It is evident that the drivers of insecticide use may not be easily or reliably identified using single time-period studies. Using a fixed-effects model to remove unobserved characteristics, I find a nonsignificant relationship between landscape simplification and proportion of county in cropland. Counterintuitively, these results suggest that as cropland increases, the proportion of cropland sprayed with insecticides is unaffected.

The existence of a null relationship between landscape simplification and insecticide use is not unlike the results of Hutchison et al. (22), who reported large reductions in the European corn borer in non-Bacillus thuringiensis corn as a positive externality from B. thuringiensis corn plantings. Although pesticides may have negative effects on public health, biodiversity, and ecosystem services, the application of pesticides by a nearby farm may reduce pest incidence on surrounding farms because of pesticide drift or pest suppression (9).

Additionally, as the amount of land in cropland increases, opportunities for invasion from natural or untreated areas may be reduced. As a result of landscape simplification, natural lands have been isolated to farm boundaries, fallow lands, or wood lots (6). Numerous ecological studies have found that these fragmented natural or less intensively managed areas can act as a source for natural enemies (e.g., ref. 23) and pest species (15) that recolonize species poor crop fields (5). If the cost of pest invasion is greater than the benefits of natural enemy pest suppression stemming from noncropland, these habitats can have a net negative impact on the farmer in terms of pest control.

The above mechanisms may explain why a null relationship is observed in the fixed-effects model; however, they do not account for the importance of year. What could explain the wild variation in the landscape simplification coefficient in the cross-sectional analyses and why year fixed effects are so important? There are a number of drivers that could be behind the year-to-year variability, and deciphering which mechanism is at play is critical because different policy measures are needed to address different types of drivers.

For example, a stochastic driver such as weather could be the culprit.
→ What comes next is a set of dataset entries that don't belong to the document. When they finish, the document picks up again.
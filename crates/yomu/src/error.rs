//! Error types surfaced by the scanner

use thiserror::Error;

/// Why a camera could not be started.
#[derive(Error, Debug, Clone, PartialEq, Eq)]
pub enum MediaError {
    #[error("camera permission denied")]
    PermissionDenied,
    #[error("camera is busy: {0}")]
    DeviceBusy(String),
    #[error("camera not found: {0}")]
    NotFound(String),
    #[error("camera error: {0}")]
    Other(String),
}

/// Errors reported by the scanner, either returned from construction or
/// delivered as [`ScanEvent::Error`](crate::ScanEvent::Error).
#[derive(Error, Debug, Clone, PartialEq, Eq)]
pub enum ScanError {
    /// Rejected at construction; never retried.
    #[error("invalid scanner configuration: {0}")]
    InvalidConfig(String),
    /// The supplied video surface is already bound to another scanner.
    #[error("video surface is already bound to another scanner")]
    SurfaceInUse,
    /// Activation was attempted without ever being given a camera.
    #[error("no camera configured")]
    NoCamera,
    /// Camera acquisition failed; the pending activation was aborted.
    #[error("media acquisition failed: {0}")]
    MediaAcquisition(#[from] MediaError),
    /// The decoder could not be invoked at all.
    #[error("decoder unavailable: {0}")]
    DecoderUnavailable(String),
    /// The scanner task has shut down.
    #[error("scanner is closed")]
    Closed,
}

pub type Result<T, E = ScanError> = std::result::Result<T, E>;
Insect development is strongly influenced by weather conditions, such as temperature and precipitation, and thus yearly differences in these or other environmental conditions could have an important effect on insecticide demand and the relationship between landscape simplification and insecticide use. Preliminary analysis indicates that the effect of weather on this relationship is complex. [Preliminary analysis using growing season precipitation and degree days based on the National Climatic Data Center Global Historical Climatology Network-Daily file does not explain the variation in the cross-sectional relationship between landscape simplification and insecticide use.] This finding may be because the timing of pest arrival relative to the growing season may determine the likelihood of pest outbreaks and the benefits of applying insecticides (9). Furthermore, temperature and precipitation affect the survival and development of different pests (and their enemies) differently, and thus which pests and enemies are present may determine the effect of weather on the relationship between landscape simplification and insecticide use. Refined data on pest outbreaks or type and timing of insecticide use are currently not available for the study area examined. However, the development of such data or further empirical study focusing on abiotic conditions would greatly increase our understanding of the link between weather events and insect outbreaks, and thus increase our ability to forecast variation in insecticide use both now and under future climate change.
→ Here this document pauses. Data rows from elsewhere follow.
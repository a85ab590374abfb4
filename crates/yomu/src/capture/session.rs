//! One run of the capture loop, from activation to deactivation
//!
//! A session owns the camera lease and the last-result window. The
//! controller asks it to handle each scheduling tick; every `scan_period`
//! ticks it renders the current frame, decodes it, drops duplicates and
//! queues new results on the event channel.

use std::sync::Arc;

use tokio::time::Instant;
use tokio_util::sync::CancellationToken;
use tracing::{debug, info, warn};

use super::refractory::Refractory;
use crate::camera::CameraLease;
use crate::config::ScannerConfig;
use crate::decoder::{DecodeError, Decoder};
use crate::error::ScanError;
use crate::event::{EventSender, ScanEvent, ScanResult};
use crate::frame::PixelBuffer;
use crate::surface::{FrameSource, VideoSurface};

/// What a single tick (or manual scan) did.
#[derive(Debug, Clone, PartialEq, Eq)]
pub enum Attempt {
    /// Session already stopped; nothing ran
    Cancelled,
    /// Not this tick's turn under the scan period
    Waiting,
    /// The surface has no usable frame yet
    NoFrame,
    /// Decoded nothing
    Nothing,
    /// Decoded the payload that is still being suppressed
    Duplicate,
    /// Decoded a new payload
    Found(ScanResult),
    /// The decoder could not be invoked
    Failed(ScanError),
}

/// Counters for one session.
#[derive(Debug, Clone, Copy, Default, PartialEq, Eq)]
pub struct SessionStats {
    pub ticks: u64,
    pub attempts: u64,
    pub frames_skipped: u64,
    pub duplicates: u64,
    pub results: u64,
}

pub struct CaptureSession {
    scan_period: u32,
    capture_image: bool,
    continuous: bool,
    surface: Arc<VideoSurface>,
    lease: CameraLease,
    events: EventSender,
    /// Liveness of the tick loop; checked before every tick body
    running: CancellationToken,
    frame_count: u32,
    buffer: Option<PixelBuffer>,
    refractory: Refractory,
    decoder_failing: bool,
    stats: SessionStats,
}

impl CaptureSession {
    /// Attach the camera's stream to the surface and start the session.
    pub(crate) fn start(
        config: &ScannerConfig,
        surface: Arc<VideoSurface>,
        lease: CameraLease,
        stream: Box<dyn FrameSource>,
        events: EventSender,
    ) -> Self {
        surface.attach(stream);
        Self {
            scan_period: config.scan_period.max(1),
            capture_image: config.capture_image,
            continuous: config.continuous,
            surface,
            lease,
            events,
            running: CancellationToken::new(),
            frame_count: 0,
            buffer: None,
            refractory: Refractory::new(config.refractory_period),
            decoder_failing: false,
            stats: SessionStats::default(),
        }
    }

    pub fn is_running(&self) -> bool {
        !self.running.is_cancelled()
    }

    /// Whether the controller should keep requesting ticks for this session.
    pub fn wants_ticks(&self) -> bool {
        self.continuous && self.is_running()
    }

    pub fn stats(&self) -> SessionStats {
        self.stats
    }

    /// When the last result stops being suppressed, if one is recorded.
    pub fn refractory_deadline(&self) -> Option<Instant> {
        if self.is_running() {
            self.refractory.deadline()
        } else {
            None
        }
    }

    /// Resolves when the suppression window closes.
    pub async fn refractory_expired(&self) {
        self.refractory.expired().await
    }

    /// Refractory timer fired: the last result may be reported again.
    pub fn expire_refractory(&mut self) {
        if let Some(last) = self.refractory.last() {
            debug!(content = %last, "Refractory period elapsed");
        }
        self.refractory.clear();
    }

    /// Handle one scheduling tick.
    pub fn on_tick(&mut self, decoder: &mut dyn Decoder) -> Attempt {
        if !self.is_running() {
            return Attempt::Cancelled;
        }
        self.stats.ticks += 1;

        self.frame_count += 1;
        if self.frame_count < self.scan_period {
            return Attempt::Waiting;
        }
        self.frame_count = 0;

        let attempt = self.analyze(decoder, true);
        match &attempt {
            Attempt::Found(result) => {
                self.events.emit(ScanEvent::Scan(result.clone()));
            }
            Attempt::Failed(err) => {
                self.events.emit(ScanEvent::Error(err.clone()));
            }
            _ => {}
        }
        attempt
    }

    /// Scan the current frame immediately, ignoring the cadence and the
    /// suppression window. The result is returned, not emitted.
    pub fn scan_now(&mut self, decoder: &mut dyn Decoder) -> Attempt {
        if !self.is_running() {
            return Attempt::Cancelled;
        }
        self.analyze(decoder, false)
    }

    fn analyze(&mut self, decoder: &mut dyn Decoder, skip_duplicates: bool) -> Attempt {
        if self.buffer.is_none() {
            let geometry = self.surface.geometry();
            if !geometry.is_known() {
                self.stats.frames_skipped += 1;
                return Attempt::NoFrame;
            }
            info!(%geometry, "Capture geometry established");
            self.buffer = Some(PixelBuffer::new(geometry));
        }
        let Some(buffer) = self.buffer.as_mut() else {
            return Attempt::NoFrame;
        };

        if !self.surface.render(buffer) {
            self.stats.frames_skipped += 1;
            return Attempt::NoFrame;
        }
        self.stats.attempts += 1;

        let content = match decoder.decode(buffer) {
            Ok(Some(content)) => content,
            Ok(None) => {
                self.decoder_failing = false;
                return Attempt::Nothing;
            }
            Err(DecodeError::Unreadable(reason)) => {
                debug!(%reason, "Frame not decodable");
                self.decoder_failing = false;
                return Attempt::Nothing;
            }
            Err(DecodeError::Unavailable(reason)) => {
                if self.decoder_failing {
                    return Attempt::Nothing;
                }
                warn!(%reason, "Decoder unavailable");
                self.decoder_failing = true;
                return Attempt::Failed(ScanError::DecoderUnavailable(reason));
            }
        };
        self.decoder_failing = false;

        if skip_duplicates && self.refractory.is_duplicate(&content) {
            self.stats.duplicates += 1;
            return Attempt::Duplicate;
        }

        self.refractory.record(content.clone());
        let image = self.capture_image.then(|| buffer.snapshot());
        self.stats.results += 1;
        debug!(%content, "Decoded result");

        Attempt::Found(ScanResult { content, image })
    }

    /// Stop scanning and release the camera. Safe to call repeatedly.
    pub fn stop(&mut self) {
        if !self.is_running() {
            return;
        }
        self.running.cancel();
        self.refractory.clear();
        self.surface.detach();
        self.lease.release();
        debug!(
            ticks = self.stats.ticks,
            attempts = self.stats.attempts,
            results = self.stats.results,
            "Capture session stopped"
        );
    }
}

impl Drop for CaptureSession {
    fn drop(&mut self) {
        self.stop();
    }
}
It is also conceivable that the change in the relationship between landscape simplification and insecticide use between 2007 and all previous years reflects a systematic and predictable trend in insecticide use. For example, in 1996 there was a major change in the regulation of pesticides in the form of the Food Quality Protection Act (FQPA). FQPA prompted the reevaluation of all (and restriction of many) registered pesticides, and promoted the use of more selective, less persistent “reduced-risk” pesticides via a fast-track registration process (24).
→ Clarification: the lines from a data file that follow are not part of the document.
//! Camera that serves a single still image

use std::path::{Path, PathBuf};
use std::sync::Arc;

use async_trait::async_trait;
use image::RgbaImage;
use tracing::info;

use crate::camera::Camera;
use crate::error::MediaError;
use crate::frame::{Geometry, PixelBuffer, BYTES_PER_PIXEL};
use crate::surface::FrameSource;

/// Replays an image file as an endless stream of identical frames.
///
/// The file is read on every `start`, so a missing or corrupt file shows
/// up as an acquisition error just like an unplugged device would.
pub struct StillCamera {
    id: String,
    path: PathBuf,
}

impl StillCamera {
    pub fn new(path: impl AsRef<Path>) -> Self {
        let path = path.as_ref().to_path_buf();
        Self {
            id: path.display().to_string(),
            path,
        }
    }
}

#[async_trait]
impl Camera for StillCamera {
    fn id(&self) -> &str {
        &self.id
    }

    async fn start(&self) -> Result<Box<dyn FrameSource>, MediaError> {
        let path = self.path.clone();
        let image = tokio::task::spawn_blocking(move || image::open(&path))
            .await
            .map_err(|e| MediaError::Other(e.to_string()))?
            .map_err(|e| match e {
                image::ImageError::IoError(io) if io.kind() == std::io::ErrorKind::NotFound => {
                    MediaError::NotFound(self.id.clone())
                }
                other => MediaError::Other(other.to_string()),
            })?
            .to_rgba8();

        info!(
            path = %self.path.display(),
            width = image.width(),
            height = image.height(),
            "Still image loaded"
        );
        Ok(Box::new(StillFrame {
            image: Arc::new(image),
        }))
    }

    fn stop(&self) {}
}

struct StillFrame {
    image: Arc<RgbaImage>,
}

impl FrameSource for StillFrame {
    fn geometry(&self) -> Geometry {
        Geometry::new(self.image.width(), self.image.height())
    }

    fn render(&mut self, buf: &mut PixelBuffer) -> bool {
        let geometry = buf.geometry();
        if geometry == self.geometry() {
            buf.as_bytes_mut().copy_from_slice(self.image.as_raw());
            return true;
        }

        // Nearest-neighbour scale into the session's buffer.
        let (sw, sh) = (self.image.width(), self.image.height());
        let out = buf.as_bytes_mut();
        for y in 0..geometry.height {
            let sy = y * sh / geometry.height;
            for x in 0..geometry.width {
                let sx = x * sw / geometry.width;
                let offset = (y as usize * geometry.width as usize + x as usize) * BYTES_PER_PIXEL;
                out[offset..offset + BYTES_PER_PIXEL].copy_from_slice(&self.image.get_pixel(sx, sy).0);
            }
        }
        true
    }
}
FQPA could affect the relationship between landscape simplification and insecticide use because insecticides that are effective against a multitude of insect pests and persist in the environment for longer periods of time may have provided higher positive externalities to surrounding crop fields, thus necessitating less insecticide use in landscapes dominated by agricultural fields. The implementation of FQPA and the resulting use restrictions took 10 y, and phasing out of certain chemicals is still in progress (24). Because changes in available insecticides were occurring between 1996 and 2007, it is difficult to statistically evaluate the effect of FQPA on the results reported here. Future Census’ of Agriculture (i.e., 2012, 2017) or more refined insecticide data that include information on the active ingredient in use could elucidate how policy changes are interacting with the relationship between landscape simplification and insecticide use.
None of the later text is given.